AOPRemoting

Version 2

    Remoting

    AOP Remoting didn't receive much TLC for the 1.0 beta release although we did fix a few critical bugs.  We'll put more TLC in the next release

     

    The AOP framework has API's to hook up plain Java classes to JBoss Remoting. These hooks allow you to arbitrarily decide whether or not to make an object remoting. It also gives you the ability to create a reference to a remote object simply by providing a URI.

     

    Out-of-the-box, AOP remoting is easy enough to use. You can make any object remotely accessible whether it is instrumented by the AOP framework or not (see Bytocode manipulation controls). There are a couple of requirements though:

     

    • The object's class must have a default constructor.

    • Remotely invoked method parameters and return values must be Serializable.

     

    The first thing you must do in code is register your object with an AOP specific registry, the Dispatcher.
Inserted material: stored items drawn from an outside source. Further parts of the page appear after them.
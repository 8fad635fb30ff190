//! Test doubles: fake loaders and libraries, and an HTTP stub for the
//! network backends.

use std::io::{BufRead, BufReader, Read, Write};
use std::net::{TcpListener, TcpStream};
use std::sync::atomic::{AtomicUsize, Ordering};
use std::sync::{Arc, Mutex, mpsc};
use std::thread;
use std::time::Duration;

use async_trait::async_trait;
use mmd_dom::Document;

use crate::activator::CONTAINER_SELECTOR;
use crate::config::LibraryConfig;
use crate::error::LoadError;
use crate::library::{DiagramLibrary, RenderSummary};
use crate::loader::LibraryLoader;

/// Library that records calls and counts containers as rendered.
#[derive(Default)]
pub(crate) struct RecordingLibrary {
    pub configs: Mutex<Vec<LibraryConfig>>,
    /// Number of containers seen by each render pass.
    pub passes: Mutex<Vec<usize>>,
    /// Thread each render pass ran on.
    pub threads: Mutex<Vec<thread::ThreadId>>,
}

impl DiagramLibrary for RecordingLibrary {
    fn name(&self) -> &'static str {
        "recording"
    }

    fn initialize(&self, config: &LibraryConfig) {
        self.configs.lock().unwrap().push(*config);
    }

    fn init(&self, document: &mut Document) -> RenderSummary {
        let containers = document.select_outermost(&CONTAINER_SELECTOR).len();
        self.passes.lock().unwrap().push(containers);
        self.threads.lock().unwrap().push(thread::current().id());
        RenderSummary {
            rendered: containers,
            ..RenderSummary::default()
        }
    }
}

/// Loader handing out one shared [`RecordingLibrary`], counting loads.
#[derive(Clone, Default)]
pub(crate) struct CountingLoader {
    pub library: Arc<RecordingLibrary>,
    pub loads: Arc<AtomicUsize>,
    /// Loads that fail before the first success.
    pub failures: usize,
}

impl CountingLoader {
    pub fn load_count(&self) -> usize {
        self.loads.load(Ordering::SeqCst)
    }
}

#[async_trait]
impl LibraryLoader for CountingLoader {
    fn describe(&self) -> String {
        "counting".to_owned()
    }

    async fn load(&self) -> Result<Arc<dyn DiagramLibrary>, LoadError> {
        let attempt = self.loads.fetch_add(1, Ordering::SeqCst);
        tokio::task::yield_now().await;
        if attempt < self.failures {
            return Err(LoadError::Status {
                url: "https://cdn.example/mermaid.mjs".to_owned(),
                status: 503,
            });
        }
        Ok(Arc::clone(&self.library) as Arc<dyn DiagramLibrary>)
    }
}

/// Loader that never completes.
pub(crate) struct PendingLoader;

#[async_trait]
impl LibraryLoader for PendingLoader {
    fn describe(&self) -> String {
        "pending".to_owned()
    }

    async fn load(&self) -> Result<Arc<dyn DiagramLibrary>, LoadError> {
        std::future::pending().await
    }
}

/// Request as seen by the stub.
#[derive(Debug)]
pub(crate) struct Recorded {
    /// Request line, e.g. `POST /mermaid/svg HTTP/1.1`.
    pub line: String,
    /// Header lines, names lowercased.
    pub headers: Vec<(String, String)>,
    pub body: Vec<u8>,
}

impl Recorded {
    pub fn header(&self, name: &str) -> Option<&str> {
        self.headers
            .iter()
            .find(|(n, _)| n == name)
            .map(|(_, v)| v.as_str())
    }
}

/// Stub server answering one connection per queued response, in order.
pub(crate) struct StubServer {
    pub url: String,
    requests: mpsc::Receiver<Recorded>,
}

impl StubServer {
    pub fn start(responses: Vec<(u16, Vec<u8>)>) -> Self {
        let listener = TcpListener::bind("127.0.0.1:0").unwrap();
        let url = format!("http://{}", listener.local_addr().unwrap());
        let (tx, requests) = mpsc::channel();

        thread::spawn(move || {
            for (status, body) in responses {
                let Ok((stream, _)) = listener.accept() else {
                    return;
                };
                let Some(recorded) = answer(stream, status, &body) else {
                    return;
                };
                if tx.send(recorded).is_err() {
                    return;
                }
            }
        });

        Self { url, requests }
    }

    /// Next request the stub answered, waiting briefly for the handler.
    pub fn next_request(&self) -> Recorded {
        self.requests.recv_timeout(Duration::from_secs(5)).unwrap()
    }
}

/// URL of a port nothing listens on.
pub(crate) fn closed_url() -> String {
    let listener = TcpListener::bind("127.0.0.1:0").unwrap();
    format!("http://{}", listener.local_addr().unwrap())
}

fn answer(stream: TcpStream, status: u16, body: &[u8]) -> Option<Recorded> {
    let mut reader = BufReader::new(stream);
    let mut line = String::new();
    reader.read_line(&mut line).ok()?;

    let mut headers = Vec::new();
    loop {
        let mut header = String::new();
        reader.read_line(&mut header).ok()?;
        let header = header.trim_end();
        if header.is_empty() {
            break;
        }
        if let Some((name, value)) = header.split_once(':') {
            headers.push((name.trim().to_ascii_lowercase(), value.trim().to_owned()));
        }
    }

    let length = headers
        .iter()
        .find(|(name, _)| name == "content-length")
        .and_then(|(_, value)| value.parse::<usize>().ok())
        .unwrap_or(0);
    let mut request_body = vec![0; length];
    reader.read_exact(&mut request_body).ok()?;

    let reason = if status < 400 { "OK" } else { "Error" };
    let mut stream = reader.into_inner();
    let head = format!(
        "HTTP/1.1 {status} {reason}\r\nContent-Length: {}\r\nConnection: close\r\n\r\n",
        body.len()
    );
    stream.write_all(head.as_bytes()).ok()?;
    stream.write_all(body).ok()?;
    stream.flush().ok()?;

    Some(Recorded {
        line: line.trim_end().to_owned(),
        headers,
        body: request_body,
    })
}
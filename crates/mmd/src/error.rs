//! CLI error types.

use std::path::PathBuf;

use mmd_config::ConfigError;

/// CLI error type.
#[derive(Debug, thiserror::Error)]
pub(crate) enum CliError {
    #[error("{0}")]
    Config(#[from] ConfigError),

    #[error("{0}")]
    Io(#[from] std::io::Error),

    #[error("failed to parse {path}: {source}")]
    Parse {
        path: PathBuf,
        source: mmd_dom::ParseError,
    },

    #[error("invalid path pattern: {0}")]
    Pattern(#[from] glob::PatternError),

    #[error("{0}")]
    Validation(String),
}
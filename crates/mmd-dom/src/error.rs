//! Error types for document parsing and selector compilation.

/// Error produced while parsing HTML into a [`Document`](crate::Document).
#[derive(Debug, thiserror::Error)]
pub enum ParseError {
    /// Markup could not be tokenized.
    #[error("HTML parse error: {0}")]
    Markup(#[from] quick_xml::Error),

    /// Text or names could not be decoded.
    #[error("encoding error: {0}")]
    Encoding(#[from] quick_xml::encoding::EncodingError),
}

/// Error produced by [`Selector::parse`](crate::Selector::parse).
#[derive(Debug, thiserror::Error)]
#[error("invalid selector `{selector}`: {reason}")]
pub struct SelectorError {
    /// The selector text as given.
    pub selector: String,
    /// What is wrong with it.
    pub reason: &'static str,
}
//! Server-side rendering through a Kroki instance.
//!
//! Each unprocessed container's source is posted to `{server}/mermaid/svg`
//! with the theme passed as a Kroki diagram option. Requests run in
//! parallel on the rayon pool and results are cached by content hash.

use std::sync::{Arc, PoisonError, RwLock};
use std::time::Duration;

use mmd_cache::{CacheBucket, CacheBucketExt};
use mmd_dom::{Document, Node, NodePath};
use rayon::prelude::*;
use ureq::Agent;

use crate::activator::CONTAINER_SELECTOR;
use crate::config::{LibraryConfig, Theme};
use crate::consts::PROCESSED_ATTR;
use crate::error::RenderError;
use crate::key::DiagramKey;
use crate::library::{DiagramLibrary, RenderSummary};

/// Header carrying the Mermaid `theme` diagram option.
const THEME_HEADER: &str = "Kroki-Diagram-Options-theme";

/// Create an HTTP agent with the given overall timeout.
///
/// Status codes are returned as responses rather than errors so callers can
/// read the server's error body.
pub fn create_agent(timeout: Duration) -> Agent {
    Agent::config_builder()
        .timeout_global(Some(timeout))
        .http_status_as_error(false)
        .build()
        .into()
}

/// Turns one diagram source into SVG markup.
pub trait SvgRenderer: Send + Sync {
    fn render_svg(&self, source: &str, theme: Theme) -> Result<String, RenderError>;
}

/// [`SvgRenderer`] backed by a Kroki server.
pub struct KrokiClient {
    server_url: String,
    agent: Agent,
}

impl KrokiClient {
    pub fn new(server_url: &str, agent: Agent) -> Self {
        Self {
            server_url: server_url.trim_end_matches('/').to_owned(),
            agent,
        }
    }

    #[must_use]
    pub fn server_url(&self) -> &str {
        &self.server_url
    }
}

impl SvgRenderer for KrokiClient {
    fn render_svg(&self, source: &str, theme: Theme) -> Result<String, RenderError> {
        let url = format!("{}/mermaid/svg", self.server_url);

        let response = self
            .agent
            .post(&url)
            .header("Content-Type", "text/plain")
            .header(THEME_HEADER, theme.as_str())
            .send(source.as_bytes())
            .map_err(|e| RenderError::Http(e.to_string()))?;

        let status = response.status().as_u16();
        let mut body = response.into_body();

        if status >= 400 {
            let message = body
                .read_to_string()
                .unwrap_or_else(|_| "(failed to read error body)".to_owned());
            return Err(RenderError::Status { status, message });
        }

        let svg = body
            .read_to_string()
            .map_err(|e| RenderError::Http(e.to_string()))?;
        extract_svg(&svg)
    }
}

/// The `<svg>` element of a response, without any XML prolog before it.
fn extract_svg(response: &str) -> Result<String, RenderError> {
    match response.find("<svg") {
        Some(start) => Ok(response[start..].trim_end().to_owned()),
        None => {
            let preview: String = response.chars().take(80).collect();
            Err(RenderError::InvalidSvg(preview))
        }
    }
}

/// [`DiagramLibrary`] that inlines server-rendered SVG into containers.
///
/// `start_on_load` has no server-side meaning and is ignored.
pub struct KrokiLibrary {
    renderer: Box<dyn SvgRenderer>,
    cache: Arc<dyn CacheBucket>,
    config: RwLock<LibraryConfig>,
}

impl KrokiLibrary {
    pub fn new(renderer: impl SvgRenderer + 'static, cache: Arc<dyn CacheBucket>) -> Self {
        Self {
            renderer: Box::new(renderer),
            cache,
            config: RwLock::new(LibraryConfig::default()),
        }
    }

    fn render_cached(&self, source: &str, theme: Theme) -> Result<String, RenderError> {
        let hash = DiagramKey { source, theme }.compute_hash();
        if let Some(svg) = self.cache.get_string(&hash) {
            tracing::debug!(hash = %hash, "diagram cache hit");
            return Ok(svg);
        }

        let svg = self.renderer.render_svg(source, theme)?;
        self.cache.set_string(&hash, &svg);
        Ok(svg)
    }
}

impl DiagramLibrary for KrokiLibrary {
    fn name(&self) -> &'static str {
        "kroki"
    }

    fn initialize(&self, config: &LibraryConfig) {
        *self.config.write().unwrap_or_else(PoisonError::into_inner) = *config;
    }

    fn init(&self, document: &mut Document) -> RenderSummary {
        let theme = self
            .config
            .read()
            .unwrap_or_else(PoisonError::into_inner)
            .theme;

        let pending: Vec<(NodePath, String)> = document
            .select_outermost(&CONTAINER_SELECTOR)
            .into_iter()
            .filter_map(|path| {
                let container = document.element(&path)?;
                if container.attr(PROCESSED_ATTR).is_some() {
                    return None;
                }
                let source = container.text_content();
                Some((path, source))
            })
            .collect();

        let results: Vec<Result<String, RenderError>> = pending
            .par_iter()
            .map(|(_, source)| self.render_cached(source, theme))
            .collect();

        let mut summary = RenderSummary::default();
        for ((path, _), result) in pending.iter().zip(results) {
            match result {
                Ok(svg) => {
                    if let Some(container) = document.element_mut(path) {
                        container.children = vec![Node::Raw(svg)];
                        container.set_attr(PROCESSED_ATTR, "true");
                        summary.rendered += 1;
                    }
                }
                Err(e) => {
                    tracing::warn!(path = %path, "failed to render diagram: {e}");
                    summary.failed += 1;
                }
            }
        }

        tracing::debug!(
            rendered = summary.rendered,
            failed = summary.failed,
            "kroki render pass complete"
        );
        summary
    }
}
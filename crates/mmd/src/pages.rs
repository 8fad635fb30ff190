//! Resolving command-line paths to HTML pages.

use std::path::{Path, PathBuf};

use glob::Pattern;

use crate::error::CliError;

/// An HTML page found on the command line.
#[derive(Debug, Clone, PartialEq, Eq)]
pub(crate) struct Page {
    /// Where the page is read from.
    pub path: PathBuf,
    /// Path relative to the argument it was found under, used to mirror the
    /// layout in an output directory.
    pub relative: PathBuf,
}

impl Page {
    /// Where the activated page is written: in place, or mirrored under
    /// `out_dir`.
    pub(crate) fn target(&self, out_dir: Option<&Path>) -> PathBuf {
        match out_dir {
            Some(dir) => dir.join(&self.relative),
            None => self.path.clone(),
        }
    }
}

/// Expand `paths` into pages.
///
/// Files are taken as given. Directories contribute every `**/*.html` file
/// below them, sorted. A path that does not exist is an error.
pub(crate) fn collect_pages(paths: &[PathBuf]) -> Result<Vec<Page>, CliError> {
    let mut pages = Vec::new();

    for path in paths {
        if path.is_dir() {
            pages.extend(pages_in_dir(path)?);
        } else if path.is_file() {
            let relative = path
                .file_name()
                .map_or_else(|| path.clone(), PathBuf::from);
            pages.push(Page {
                path: path.clone(),
                relative,
            });
        } else {
            return Err(CliError::Validation(format!(
                "{} does not exist",
                path.display()
            )));
        }
    }

    Ok(pages)
}

fn pages_in_dir(dir: &Path) -> Result<Vec<Page>, CliError> {
    let Some(dir_str) = dir.to_str() else {
        return Err(CliError::Validation(format!(
            "{} is not valid UTF-8",
            dir.display()
        )));
    };
    let pattern = format!("{}/**/*.html", Pattern::escape(dir_str));

    let mut paths = Vec::new();
    for entry in glob::glob(&pattern)? {
        match entry {
            Ok(path) if path.is_file() => paths.push(path),
            Ok(_) => {}
            Err(e) => tracing::warn!("skipping unreadable path: {e}"),
        }
    }
    paths.sort();

    Ok(paths
        .into_iter()
        .map(|path| {
            let relative = path.strip_prefix(dir).map_or_else(|_| path.clone(), Path::to_path_buf);
            Page { path, relative }
        })
        .collect())
}

#[cfg(test)]
mod tests {
    use std::fs;

    use pretty_assertions::assert_eq;
    use tempfile::TempDir;

    use super::*;

    fn touch(path: &Path) {
        fs::create_dir_all(path.parent().unwrap()).unwrap();
        fs::write(path, "<p></p>").unwrap();
    }

    #[test]
    fn test_directory_expands_to_html_files() {
        let tmp = TempDir::new().unwrap();
        let root = tmp.path().join("site");
        touch(&root.join("index.html"));
        touch(&root.join("guide/flows.html"));
        touch(&root.join("guide/style.css"));

        let pages = collect_pages(&[root.clone()]).unwrap();

        let relative: Vec<_> = pages.iter().map(|p| p.relative.clone()).collect();
        assert_eq!(
            relative,
            vec![PathBuf::from("guide/flows.html"), PathBuf::from("index.html")]
        );
        assert_eq!(pages[1].path, root.join("index.html"));
    }

    #[test]
    fn test_file_argument_taken_as_is() {
        let tmp = TempDir::new().unwrap();
        let file = tmp.path().join("docs/page.htm");
        touch(&file);

        let pages = collect_pages(std::slice::from_ref(&file)).unwrap();

        assert_eq!(
            pages,
            vec![Page {
                path: file,
                relative: PathBuf::from("page.htm"),
            }]
        );
    }

    #[test]
    fn test_missing_path_is_error() {
        let tmp = TempDir::new().unwrap();
        let err = collect_pages(&[tmp.path().join("nope")]).unwrap_err();
        assert!(err.to_string().contains("does not exist"));
    }

    #[test]
    fn test_target_in_place_or_mirrored() {
        let page = Page {
            path: PathBuf::from("/site/guide/flows.html"),
            relative: PathBuf::from("guide/flows.html"),
        };

        assert_eq!(page.target(None), PathBuf::from("/site/guide/flows.html"));
        assert_eq!(
            page.target(Some(Path::new("/out"))),
            PathBuf::from("/out/guide/flows.html")
        );
    }
}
    import org.jboss.aop.Dispatcher;
    ...
      POJO pojo = new POJO();
      
      Dispatcher.singleton.registerTarget("YourOwnObjectId", pojo);
    

    Next, you must create a proxy that can connect to this object. This is where you can decide what protocol is used to connect to this object. You can also decide how to make your remote object available over the network by binding it to JNDI for instance.

    import org.jboss.aop.remoting.Remoting;
    ...
      POJO proxy = (POJO)Remoting.createRemoteProxy("YourOwnObjectId", pojo.getClass(), "socket://servername:8084");
      new InitialContext().bind("/remote/YourOwnObjectId", proxy);
    

    The last parameter of createRemoteProxy is a URI. Out of the box, here's the URI's that JBoss supports. You can configure JBoss Remoting with different ports and protocols if you like though.

     

    Valid URIs:

     

    • socket://servername:8084 Is is a custom socket based protocol.

    • soap://servername SOAP packets over HTTP.

     

    You do not have to create a proxy at the server and register the proxy with JNDI. If the client already knows the URI and object id of the remote object, the client can call createRemoteProxy itself.

     

    Now, let's dive a little deeper. First let's look at the API for the Dispatcher

    package org.jboss.aop;
    
    public class Dispatcher
    {
       /**
        * Is an object of an object id oid already registered?
         */
       public boolean isRegistered(Object oid)
    
       /**
        * Register target invocable object with a generic key/object id, oid.
         */
       public void registerTarget(Object oid, Object target)
    
       /**
        * 
       */
       public void unregisterTarget(Object oid)
    
       /**
        * Obtain access to an already registered object
       */
       public Object getRegistered(Object oid)
    }
    
    

     

    Here's a look at a more in depth at the API for creating proxies.

    package org.jboss.aop.remoting;
    
    import org.jboss.aop.Dispatcher;
    import org.jboss.aop.InstanceAdvisor;
    import org.jboss.aop.Interceptor;
    import org.jboss.aop.PayloadKey;
    import org.jboss.aop.proxy.ClassProxy;
    import org.jboss.aop.proxy.ClassProxyFactory;
    import org.jboss.remoting.InvokerLocator;
    
    public class Remoting
    {
       public static ClassProxy createRemoteProxy(Object objectId, Class clazz, String uri)
          throws Exception 
    
       public static ClassProxy createRemoteProxy(Object objectId, Class clazz, String uri, String stackName) 
          throws Exception
    
    You can pass in a stack if you have any custom interceptors you want to add to the proxy
    
       public static ClassProxy createRemoteProxy(Object objectId, Class clazz, InvokerLocator locator)
          throws Exception
    
       public static ClassProxy createRemoteProxy(Object objectId, Class clazz, InvokerLocator locator, String stackName)
          throws Exception
    }
    

    If you're knowledgable about JBoss Remoting, you can pass your own InvokerLocator that you allocate yourself.